John Ratcliff's Code Suppository

A place where I insert my code into the anus of the Internet.

 

Thursday, November 03, 2011

GatherPictures : A console app to gather all JPEG files into one location without duplicates


Today I'm providing a little console application that I wrote for my own personal needs.  On the theory that if I found it useful, probably some other people might find it useful too, I'm making it available here.


The tool is provided as a ZIP file.  It includes both the source code and the Windows console application.  It is designed to be run from the command line, so if you are a Windoze user, this might not be the tool for you.

So, here is the problem I was trying to solve.  I think many other people may have this problem too.  Over the years you transfer files from various memory cards, digital cameras or Iphones.  You have them on a bunch of different places on your hard drive.  You have them on your computer, you have them on your wife's computer you have them on old CD-ROMs or external USB drives.

Then, one day, you would like to simply get a copy of all the photographs you have scattered around all these locations into one spot, without any binary duplicates.  This tool does not do an inexact match, it won't detect images which are the same, but at different resolution or have been cropped or rotated.  There are commercial tools that can perform this operation fairly well.  Personally I use Visual Similarity Duplicate Image Finder.

This tool also does not do image resizing, there are many commercial tools that can do that as well.

What the tool is designed to do is collect all of my pictures, from many different sources, into one single flat directory so that I can then, easily, run these commercial tools on them to create a nice clean set of non-duplicate images ready to be copied onto a memory card to put into a digital picture frame.

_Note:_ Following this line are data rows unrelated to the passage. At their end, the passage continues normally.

/// Full endpoint catalogue for the targeted Rocket.Chat REST API version.
pub const CATALOGUE: &[(&str, Endpoint)] = &[
    // ─────────────────────────────────────────────────────────────────────
    // Top-level
    // ─────────────────────────────────────────────────────────────────────
    // Service info is the one endpoint outside /api/v1/ and needs no auth.
    (
        "info",
        Endpoint::get("info")
            .unauthenticated()
            .at_root(INFO_API_ROOT)
            .with_result_key("info"),
    ),
    ("me", Endpoint::get("me")),
    ("directory", Endpoint::get("directory")),
    ("spotlight", Endpoint::get("spotlight")),
    ("statistics", Endpoint::get("statistics")),
    ("statistics.list", Endpoint::get("statistics.list").with_result_key("statistics")),
    ("logout", Endpoint::post("logout").with_result_key("data")),
    // ─────────────────────────────────────────────────────────────────────
    // users.*
    // ─────────────────────────────────────────────────────────────────────
    ("users.create", Endpoint::post("users.create").with_result_key("user")),
    ("users.createToken", Endpoint::post("users.createToken").with_result_key("data")),
    ("users.delete", Endpoint::post("users.delete").with_result_key("success")),
    ("users.forgotPassword", Endpoint::post("users.forgotPassword").unauthenticated()),
    ("users.getAvatar", Endpoint::get("users.getAvatar")),
    ("users.getPresence", Endpoint::get("users.getPresence").with_result_key("presence")),
    (
        "users.getUsernameSuggestion",
        Endpoint::get("users.getUsernameSuggestion").with_result_key("result"),
    ),
    ("users.info", Endpoint::get("users.info").with_result_key("user")),
    ("users.list", Endpoint::get("users.list").with_result_key("users")),
    ("users.register", Endpoint::post("users.register").unauthenticated().with_result_key("user")),
    ("users.resetAvatar", Endpoint::post("users.resetAvatar")),
    ("users.setAvatar", Endpoint::post("users.setAvatar")),
    ("users.setPreferences", Endpoint::post("users.setPreferences")),
    ("users.update", Endpoint::post("users.update").with_result_key("user")),
    // ─────────────────────────────────────────────────────────────────────
    // channels.*
    // ─────────────────────────────────────────────────────────────────────
    ("channels.addAll", Endpoint::post("channels.addAll").with_result_key("channel")),
    ("channels.addLeader", Endpoint::post("channels.addLeader")),
    ("channels.addModerator", Endpoint::post("channels.addModerator")),
    ("channels.addOwner", Endpoint::post("channels.addOwner")),
    ("channels.archive", Endpoint::post("channels.archive")),
    ("channels.cleanHistory", Endpoint::post("channels.cleanHistory")),
    ("channels.close", Endpoint::post("channels.close")),
    ("channels.counters", Endpoint::get("channels.counters")),
    ("channels.create", Endpoint::post("channels.create").with_result_key("channel")),
    ("channels.delete", Endpoint::post("channels.delete")),
    ("channels.files", Endpoint::get("channels.files").with_result_key("files")),
    (
        "channels.getIntegrations",
        Endpoint::get("channels.getIntegrations").with_result_key("integrations"),
    ),
    ("channels.history", Endpoint::get("channels.history").with_result_key("messages")),
    ("channels.info", Endpoint::get("channels.info").with_result_key("channel")),
    ("channels.invite", Endpoint::post("channels.invite").with_result_key("channel")),
    ("channels.kick", Endpoint::post("channels.kick").with_result_key("channel")),
    ("channels.leave", Endpoint::post("channels.leave").with_result_key("channel")),
    ("channels.list", Endpoint::get("channels.list").with_result_key("channels")),
    ("channels.list.joined", Endpoint::get("channels.list.joined").with_result_key("channels")),
    ("channels.members", Endpoint::get("channels.members").with_result_key("members")),
    ("channels.messages", Endpoint::get("channels.messages").with_result_key("messages")),
    ("channels.online", Endpoint::get("channels.online").with_result_key("online")),
    ("channels.open", Endpoint::post("channels.open")),
    ("channels.removeLeader", Endpoint::post("channels.removeLeader")),
    ("channels.removeModerator", Endpoint::post("channels.removeModerator")),
    ("channels.removeOwner", Endpoint::post("channels.removeOwner")),
    ("channels.rename", Endpoint::post("channels.rename").with_result_key("channel")),
    ("channels.roles", Endpoint::get("channels.roles").with_result_key("roles")),
    (
        "channels.setAnnouncement",
        Endpoint::post("channels.setAnnouncement").with_result_key("announcement"),
    ),
    (
        "channels.setCustomFields",
        Endpoint::post("channels.setCustomFields").with_result_key("channel"),
    ),
    ("channels.setDefault", Endpoint::post("channels.setDefault").with_result_key("channel")),
    (
        "channels.setDescription",
        Endpoint::post("channels.setDescription").with_result_key("description"),
    ),
    ("channels.setJoinCode", Endpoint::post("channels.setJoinCode").with_result_key("channel")),
    ("channels.setPurpose", Endpoint::post("channels.setPurpose").with_result_key("purpose")),
    ("channels.setReadOnly", Endpoint::post("channels.setReadOnly").with_result_key("channel")),
    ("channels.setTopic", Endpoint::post("channels.setTopic").with_result_key("topic")),
    ("channels.setType", Endpoint::post("channels.setType").with_result_key("channel")),
    ("channels.unarchive", Endpoint::post("channels.unarchive")),
    // ─────────────────────────────────────────────────────────────────────
    // groups.*
    // ─────────────────────────────────────────────────────────────────────
    ("groups.addLeader", Endpoint::post("groups.addLeader")),
    ("groups.addModerator", Endpoint::post("groups.addModerator")),
    ("groups.addOwner", Endpoint::post("groups.addOwner")),
    ("groups.archive", Endpoint::post("groups.archive")),
    ("groups.close", Endpoint::post("groups.close")),
    ("groups.counters", Endpoint::get("groups.counters")),
    ("groups.create", Endpoint::post("groups.create").with_result_key("group")),
    ("groups.delete", Endpoint::post("groups.delete")),
    ("groups.files", Endpoint::get("groups.files").with_result_key("files")),
    (
        "groups.getIntegrations",
        Endpoint::get("groups.getIntegrations").with_result_key("integrations"),
    ),
    ("groups.history", Endpoint::get("groups.history").with_result_key("messages")),
    ("groups.info", Endpoint::get("groups.info").with_result_key("group")),
    ("groups.invite", Endpoint::post("groups.invite").with_result_key("group")),
    ("groups.kick", Endpoint::post("groups.kick").with_result_key("group")),
    ("groups.leave", Endpoint::post("groups.leave").with_result_key("group")),
    ("groups.list", Endpoint::get("groups.list").with_result_key("groups")),
    ("groups.listAll", Endpoint::get("groups.listAll").with_result_key("groups")),
    ("groups.members", Endpoint::get("groups.members").with_result_key("members")),
    ("groups.messages", Endpoint::get("groups.messages").with_result_key("messages")),
    ("groups.open", Endpoint::post("groups.open")),
    ("groups.removeLeader", Endpoint::post("groups.removeLeader")),
    ("groups.removeModerator", Endpoint::post("groups.removeModerator")),
    ("groups.removeOwner", Endpoint::post("groups.removeOwner")),
    ("groups.rename", Endpoint::post("groups.rename").with_result_key("group")),
    ("groups.roles", Endpoint::get("groups.roles").with_result_key("roles")),
    (
        "groups.setCustomFields",
        Endpoint::post("groups.setCustomFields").with_result_key("group"),
    ),
    (
        "groups.setDescription",
        Endpoint::post("groups.setDescription").with_result_key("description"),
    ),
    ("groups.setPurpose", Endpoint::post("groups.setPurpose").with_result_key("purpose")),
    ("groups.setReadOnly", Endpoint::post("groups.setReadOnly").with_result_key("group")),
    ("groups.setTopic", Endpoint::post("groups.setTopic").with_result_key("topic")),
    ("groups.setType", Endpoint::post("groups.setType").with_result_key("group")),
    ("groups.unarchive", Endpoint::post("groups.unarchive")),
    // ─────────────────────────────────────────────────────────────────────
    // chat.*
    // ─────────────────────────────────────────────────────────────────────
    ("chat.delete", Endpoint::post("chat.delete")),
    ("chat.getMessage", Endpoint::get("chat.getMessage").with_result_key("message")),
    ("chat.ignoreUser", Endpoint::get("chat.ignoreUser")),
    ("chat.pinMessage", Endpoint::post("chat.pinMessage").with_result_key("message")),
    ("chat.postMessage", Endpoint::post("chat.postMessage").with_result_key("message")),
    ("chat.react", Endpoint::post("chat.react")),
    ("chat.reportMessage", Endpoint::post("chat.reportMessage")),
    ("chat.search", Endpoint::get("chat.search").with_result_key("messages")),
    ("chat.starMessage", Endpoint::post("chat.starMessage")),
    ("chat.unPinMessage", Endpoint::post("chat.unPinMessage")),
    ("chat.unStarMessage", Endpoint::post("chat.unStarMessage")),
    ("chat.update", Endpoint::post("chat.update").with_result_key("message")),
    // ─────────────────────────────────────────────────────────────────────
    // im.* and its dm.* aliases (the service accepts either prefix)
    // ─────────────────────────────────────────────────────────────────────
    ("im.close", Endpoint::post("im.close")),
    ("im.counters", Endpoint::get("im.counters")),
    ("im.create", Endpoint::post("im.create").with_result_key("room")),
    ("im.files", Endpoint::get("im.files").with_result_key("files")),
    ("im.history", Endpoint::get("im.history").with_result_key("messages")),
    ("im.list", Endpoint::get("im.list").with_result_key("ims")),
    ("im.list.everyone", Endpoint::get("im.list.everyone").with_result_key("ims")),
    ("im.members", Endpoint::get("im.members").with_result_key("members")),
    ("im.messages", Endpoint::get("im.messages").with_result_key("messages")),
    ("im.messages.others", Endpoint::get("im.messages.others").with_result_key("messages")),
    ("im.open", Endpoint::post("im.open")),
    ("im.setTopic", Endpoint::post("im.setTopic").with_result_key("topic")),
    ("dm.close", Endpoint::post("dm.close")),
    ("dm.counters", Endpoint::get("dm.counters")),
    ("dm.create", Endpoint::post("dm.create").with_result_key("room")),
    ("dm.files", Endpoint::get("dm.files").with_result_key("files")),
    ("dm.history", Endpoint::get("dm.history").with_result_key("messages")),
    ("dm.list", Endpoint::get("dm.list").with_result_key("ims")),
    ("dm.list.everyone", Endpoint::get("dm.list.everyone").with_result_key("ims")),
    ("dm.members", Endpoint::get("dm.members").with_result_key("members")),
    ("dm.messages", Endpoint::get("dm.messages").with_result_key("messages")),
    ("dm.messages.others", Endpoint::get("dm.messages.others").with_result_key("messages")),
    ("dm.open", Endpoint::post("dm.open")),
    ("dm.setTopic", Endpoint::post("dm.setTopic").with_result_key("topic")),
    // ─────────────────────────────────────────────────────────────────────
    // commands.*
    // ─────────────────────────────────────────────────────────────────────
    ("commands.get", Endpoint::get("commands.get").with_result_key("command")),
    ("commands.list", Endpoint::get("commands.list").with_result_key("commands")),
    ("commands.run", Endpoint::post("commands.run")),
    // ─────────────────────────────────────────────────────────────────────
    // settings: one literal path, two verbs, setting id as path argument
    // ─────────────────────────────────────────────────────────────────────
    ("settings.get", Endpoint::get("settings").with_arg()),
    ("settings.set", Endpoint::post("settings").with_arg()),
    // ─────────────────────────────────────────────────────────────────────
    // rooms.*
    // ─────────────────────────────────────────────────────────────────────
    ("rooms.cleanHistory", Endpoint::post("rooms.cleanHistory")),
    ("rooms.favorite", Endpoint::post("rooms.favorite")),
    ("rooms.get", Endpoint::get("rooms.get")),
    ("rooms.info", Endpoint::get("rooms.info").with_result_key("room")),
    ("rooms.leave", Endpoint::post("rooms.leave")),
    ("rooms.saveNotification", Endpoint::post("rooms.saveNotification")),
    ("rooms.upload", Endpoint::post("rooms.upload").with_arg().with_result_key("message")),
    // ─────────────────────────────────────────────────────────────────────
    // roles.*
    // ─────────────────────────────────────────────────────────────────────
    ("roles.addUserToRole", Endpoint::post("roles.addUserToRole").with_result_key("role")),
    ("roles.create", Endpoint::post("roles.create").with_result_key("role")),
    ("roles.list", Endpoint::get("roles.list").with_result_key("roles")),
    // ─────────────────────────────────────────────────────────────────────
    // permissions.*
    // ─────────────────────────────────────────────────────────────────────
    ("permissions.list", Endpoint::get("permissions.list").with_result_key("permissions")),
    ("permissions.update", Endpoint::post("permissions.update").with_result_key("permissions")),
    // ─────────────────────────────────────────────────────────────────────
    // integrations.*
    // ─────────────────────────────────────────────────────────────────────
    (
        "integrations.create",
        Endpoint::post("integrations.create").with_result_key("integration"),
    ),
    ("integrations.history", Endpoint::get("integrations.history").with_result_key("history")),
    ("integrations.list", Endpoint::get("integrations.list").with_result_key("integrations")),
    (
        "integrations.remove",
        Endpoint::post("integrations.remove").with_result_key("integration"),
    ),
    // ─────────────────────────────────────────────────────────────────────
    // livechat.* (literal paths are slash-separated on this family)
    // ─────────────────────────────────────────────────────────────────────
    (
        "livechat.department.list",
        Endpoint::get("livechat/department").with_result_key("departments"),
    ),
    (
        "livechat.department.create",
        Endpoint::post("livechat/department").with_result_key("department"),
    ),
    (
        "livechat.department.get",
        Endpoint::get("livechat/department").with_arg().with_result_key("department"),
    ),
    ("livechat.department.remove", Endpoint::delete("livechat/department").with_arg()),
    ("livechat.users", Endpoint::get("livechat/users").with_arg().with_result_key("users")),
    (
        "livechat.inquiries.list",
        Endpoint::get("livechat/inquiries.list").with_result_key("inquiries"),
    ),
    (
        "livechat.inquiries.take",
        Endpoint::post("livechat/inquiries.take").with_result_key("inquiry"),
    ),
    ("livechat.rooms", Endpoint::get("livechat/rooms").with_result_key("rooms")),
    (
        "livechat.visitor.create",
        Endpoint::post("livechat/visitor").with_result_key("visitor"),
    ),
    (
        "livechat.visitor.get",
        Endpoint::get("livechat/visitor").with_arg().with_result_key("visitor"),
    ),
];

There is nothing particularly special or magical about this source code.  It's nothing I'm proud of in any particular way, it's just something I hacked up real quick and seems to work.

Now, here is how you use the tool.  Let's say you have a bunch of pictures in a directory called 'MyPhotographs' and under that directory are many sub-directories.  Now, let's say you have another directory called 'WifesPhotographs' which may, or may not, have some of the same pictures duplicated.

The way to use this tool is you create a folder where you want to 'gather' these images into.

Next, go to that directory and at the command prompt and run the GatherPictures.exe (should be placed somewhere that your default search path can find):

GatherPictures c:\MyPhotographs

This will find all JPG files in that directory and all sub-directories and copy them into your current directory giving each image a unique flat file name.

For example, if you had an image 'c:\MyPhotographs\vacation\img001.jpg'

It would get copied as the file name 'MyPhotographs_vacation_img001.jpg'

If after running 'GatherPictures' against 'c:\MyPhotographs' you run it a second time, then it will detect that all the files are the same and it won't copy anything.  On the other hand, if new photographs get added to that directory, it will detect the new ones and pick them up.

You can continue to run 'GatherPictures' against any directory and it will avoid copying any binary duplicates.

Once you have 'gathered' all of your pictures you may find that you have gigs and gigs of photographs.  For example, I had about 50gb of photographs in 38,000 files.  One of the issues I ran into is that when I tried to run some image processing tools on this directory they crashed because they had never been designed to handle that many images.  Also, there is the use case where you might want to break these up into say 8gb or 16gb chunks suitable for copying onto a memory card.

I added a new feature to 'GatherPictures' which will take all of the pictures in the source directory and copy them into sub-directories of a specified size limit.  The original pictures are left alone.

The usage for this is:

GatherPictures -split

So, if you wanted to split all files into 1gb sub-folders you would use:

GatherPictures -split 1024

(A gigabyte is 1,024 megabytes)

For those who are interested, here is how the code works.

At start up the first thing it does is scan all JPG files in the current directory.  It examines the size of each file and places it into a hash map.  It also builds a hash map of all file names.

Next, after scanning all of the files in the source directory, it does the following.

First, it makes sure the file name doesn't match one that has already been gathered.  It uses the previously built hash map to speed this up.  If it matches, it skips it.

If the file name doesn't match it then looks up the binary file size against the hash map of files by size.  If there is already one, or more, files of that exact size it then tests to see if it is or is not duplicate.

First, it reads the source file into memory and computes a 32 bit CRC.  Next it compares that CRC to the CRC of the previously registered files.  If it is the first time the file has been checked, it has to read the file into memory to compute the CRC.  However, it caches the CRC so this is only done once.  The next time it encounters a file of this same size, it can just use the cached CRC for an early reject.

If the CRCs match only then does it do an exact binary memory compare to see if the two files are, in fact, exactly identical.

Let me know if you find the tool useful or can think of improvements.  As I said, my goal was not to replace the functionality of commercial duplicate image finder tools but, rather, I just wanted a way to collate all my image files into one single location giving each file a unique file name based on it's original source directory location.